Alguns pacientes deixaram de receber tratamentos urgentemente necessários devido à falta de conhecimento médico. A enfermeira psicossocial Rolling Morgan conta que uma paciente, de seis anos, havia sofrido abuso sexual por parte de um membro da família há um ano e ainda sofria as consequências de uma DST que não fora tratada. Após receber tratamento na clínica 9 Mile, os sintomas começaram a ficar evidentes em uma semana.
 
“O fato de uma garota apresentar uma DST crônica é aterrorizante e penoso”, afirma Rolling. “Ela estar andando por aí, há um ano, sem saber o que aconteceu com seu corpo, e os médicos com os quais se consultou não terem conhecimento ou entendimento sobre isso foi desafiador em muitos níveis. Mas foi maravilhoso poder ajudá-la clinicamente de forma concreta.”
 
A necessidade de conversar
Além de oferecer cuidados médicos diretamente, a clínica 9 Mile está construindo uma reputação de lugar seguro, onde os sobreviventes podem conversar com as pessoas, tenham eles sofrido violência sexual horas ou anos atrás.
 
“Estamos em uma área de assentamento, que não é necessariamente segura, mas a clínica está se tornando um lugar para o qual as pessoas querem vir e compartilhar suas histórias, porque elas sabem que encontrarão serviços de qualidade”, conta Rolling.
 
Martha Pogo lembra que o primeiro paciente tratado pela equipe de MSF na clínica foi uma adolescente sobrevivente de violência sexual ocorrida há dois anos, mas que nunca tinha se sentido confortável o suficiente para compartilhar sua história. “Ela não sofria com nenhuma condição médica; apenas queria conversar com alguém. Após dois anos, ela finalmente sentiu que nós éramos as pessoas certas para que ela se abrisse”, conta Martha.
 
Impacto de longo prazo
Em Port Moresby, MSF está atuando em instalações de saúde já existentes, prestando suporte e treinando os assistentes de enfermagem locais. MSF tem apreciado a boa vontade das equipes em colaborar e aprender novas técnicas de abordagem.

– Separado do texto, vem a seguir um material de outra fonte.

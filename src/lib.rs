//! Random Tree Planner (RTP): a sampling-based tree planner over real vector spaces.
//!
//! The planner grows a tree from one or more start states by connecting goal-biased random
//! samples to their nearest tree node whenever the straight edge between them is valid. It stops
//! at the first node that satisfies the goal, or reports the node closest to the goal as an
//! approximate solution once its termination condition fires.

pub mod obstacles;
pub mod rrt;
use crate::rrt::state::RealVectorState;
use num_traits::Float;
use serde::Serialize;
use std::collections::BTreeMap;

/// A snapshot of a planner's search tree: vertices, directed edges and the vertices marked as
/// starts or goals.
///
/// Every tree node is its own vertex, even when two nodes hold the same state.
#[derive(Clone, Debug, Serialize)]
pub struct PlannerData<F: Float, const N: usize> {
    vertices: Vec<RealVectorState<F, N>>,
    edges: Vec<(usize, usize)>,
    start_vertices: Vec<usize>,
    goal_vertices: Vec<usize>,
    properties: BTreeMap<String, String>,
}

impl<F: Float, const N: usize> PlannerData<F, N> {
    pub fn new() -> Self {
        Self {
            vertices: Vec::new(),
            edges: Vec::new(),
            start_vertices: Vec::new(),
            goal_vertices: Vec::new(),
            properties: BTreeMap::new(),
        }
    }

    /// Adds a vertex and returns its index.
    pub fn add_vertex(&mut self, state: &RealVectorState<F, N>) -> usize {
        self.vertices.push(*state);
        self.vertices.len() - 1
    }

    pub fn add_start_vertex(&mut self, state: &RealVectorState<F, N>) -> usize {
        let index = self.add_vertex(state);
        self.start_vertices.push(index);
        index
    }

    /// Marks an existing vertex as reaching the goal.
    pub fn tag_goal_vertex(&mut self, index: usize) {
        debug_assert!(index < self.vertices.len());
        if !self.goal_vertices.contains(&index) {
            self.goal_vertices.push(index);
        }
    }

    /// Adds a directed edge between two existing vertices.
    pub fn add_edge(&mut self, from: usize, to: usize) {
        debug_assert!(from < self.vertices.len() && to < self.vertices.len());
        self.edges.push((from, to));
    }

    pub fn set_property(&mut self, name: &str, value: impl ToString) {
        self.properties.insert(name.to_string(), value.to_string());
    }

    pub fn property(&self, name: &str) -> Option<&str> {
        self.properties.get(name).map(String::as_str)
    }

    pub fn properties(&self) -> &BTreeMap<String, String> {
        &self.properties
    }

    pub fn vertex(&self, index: usize) -> &RealVectorState<F, N> {
        &self.vertices[index]
    }

    pub fn vertices(&self) -> &[RealVectorState<F, N>] {
        &self.vertices
    }

    pub fn edges(&self) -> &[(usize, usize)] {
        &self.edges
    }

    pub fn start_vertices(&self) -> &[usize] {
        &self.start_vertices
    }

    pub fn goal_vertices(&self) -> &[usize] {
        &self.goal_vertices
    }

    pub fn is_start_vertex(&self, index: usize) -> bool {
        self.start_vertices.contains(&index)
    }

    pub fn is_goal_vertex(&self, index: usize) -> bool {
        self.goal_vertices.contains(&index)
    }

    pub fn num_vertices(&self) -> usize {
        self.vertices.len()
    }

    pub fn num_edges(&self) -> usize {
        self.edges.len()
    }
}

impl<F: Float, const N: usize> Default for PlannerData<F, N> {
    fn default() -> Self {
        Self::new()
    }
}

#[cfg(test)]
mod tests {
    use super::*;

    #[test]
    fn test_equal_states_keep_their_own_vertices() {
        let mut data = PlannerData::<f64, 2>::new();
        let a = RealVectorState::new([0.0, 0.0]);
        let b = RealVectorState::new([1.0, 0.0]);
        assert_eq!(data.add_start_vertex(&a), 0);
        assert_eq!(data.add_start_vertex(&a), 1);
        let child = data.add_vertex(&b);
        let twin = data.add_vertex(&b);
        data.add_edge(0, child);
        data.add_edge(child, twin);
        data.tag_goal_vertex(twin);
        data.tag_goal_vertex(twin);

        assert_eq!(data.num_vertices(), 4);
        assert_eq!(data.start_vertices(), &[0, 1]);
        assert_eq!(data.edges(), &[(0, 2), (2, 3)]);
        assert!(data.edges().iter().all(|(from, to)| from != to));
        assert_eq!(data.goal_vertices(), &[3]);
        assert!(data.is_goal_vertex(3));
        assert!(!data.is_goal_vertex(2));
        assert_eq!(data.vertex(3), &b);
    }

    #[test]
    fn test_properties() {
        let mut data = PlannerData::<f32, 1>::new();
        data.set_property("iterations", 12);
        assert_eq!(data.property("iterations"), Some("12"));
        assert_eq!(data.property("missing"), None);
    }
}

“Fico muito feliz quando vejo esses jovens enfermeiros tão dedicados a algo novo para eles e ao observar que eles mesmos são responsáveis por isso. Esperamos que isso signifique que os sobreviventes de violência sexual tenham acesso aos cuidados médicos de que precisam por muito tempo”, conclui Rolling.
 
Além do projeto em Port Moresby, MSF atua em Tari, administrando um centro de suporte à família. A organização também presta suporte primário e oferece cuidados de saúde materno-infantil no centro de saúde de Buin, em Bougainville. MSF atua na Papua Nova Guiné desde 1992.